This video is just great! I often see training videos that I cant "use" because I am not so strong as those guys. But seeing Maddy and hearing that it is new for her helps me a lot both in designing my training and mentally :)
Already saw a similar comment about the content, but just wanted to say filming your own sessions is awesome. Hope it is just as fun for you guys, because it was great to see you climbing and training! Thanks
Enjoyed this! Appreciate you guys sharing some of your thoughts regarding your injuries, weaknesses, goals and then taking us through one of your training sessions. Would gladly see more of these 'normal' training sessions :))
Already saw a similar comment about the content, but just wanted to say filming your own sessions is awesome. Hope it is just as fun for you guys, because it was great to see you climbing and training! Thanks. Edit - laughed so hard on the bit with the music @8:00!

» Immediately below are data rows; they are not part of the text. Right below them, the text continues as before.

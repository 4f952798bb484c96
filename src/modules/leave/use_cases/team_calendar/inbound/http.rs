use axum::{
    Json,
    extract::{Query, State},
    response::IntoResponse,
};
use serde::{Deserialize, Serialize};

use crate::modules::leave::use_cases::team_calendar::handler::{
    DailyAvailability, TeamCalendar, TeamScope,
};
use crate::shell::state::AppState;

#[derive(Deserialize)]
pub struct TeamCalendarParams {
    pub viewer_id: String,
    #[serde(default)]
    pub scope: TeamScope,
    pub year: i32,
    pub month: u32,
}

#[derive(Serialize)]
pub struct TeamCalendarResponse {
    #[serde(flatten)]
    pub calendar: TeamCalendar,
    pub daily: Vec<DailyAvailability>,
    pub average_availability_percent: f64,
}

pub async fn handle(
    State(state): State<AppState>,
    Query(params): Query<TeamCalendarParams>,
) -> impl IntoResponse {
    match state
        .engine
        .team_calendar(&params.viewer_id, params.scope, params.year, params.month)
        .await
    {
        Ok(calendar) => Json(TeamCalendarResponse {
            daily: calendar.daily(),
            average_availability_percent: calendar.average_availability_percent(),
            calendar,
        })
        .into_response(),
        Err(err) => err.into_response(),
    }
}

Maddy, i really would love to have a warm up routine video with you about 25 minutes? i think i always forgot some parts to warm up before training. love your pull up trainig video for beginners, thank you so much!
Good tip about half sessions. I do three max hang reps on my Moonboard days. The warmup is using counterweights and a pulley on my fingerboard. Start with -30kg, and work to body weight, then body weight plus.
Seeing the “9c climbing test” videos coming out recently, it makes me wonder how much front lever strength really helps ability to climb hard, as some people seem pretty damn strong at climbing, but struggle to do front levers. Have you found/looked for any link between front lever ability and climbing strength/ability? Also - I enjoyed this format of video. Good to see how you guys structure sessions. Good idea on the half hangboard session, I will for sure be doing that in future!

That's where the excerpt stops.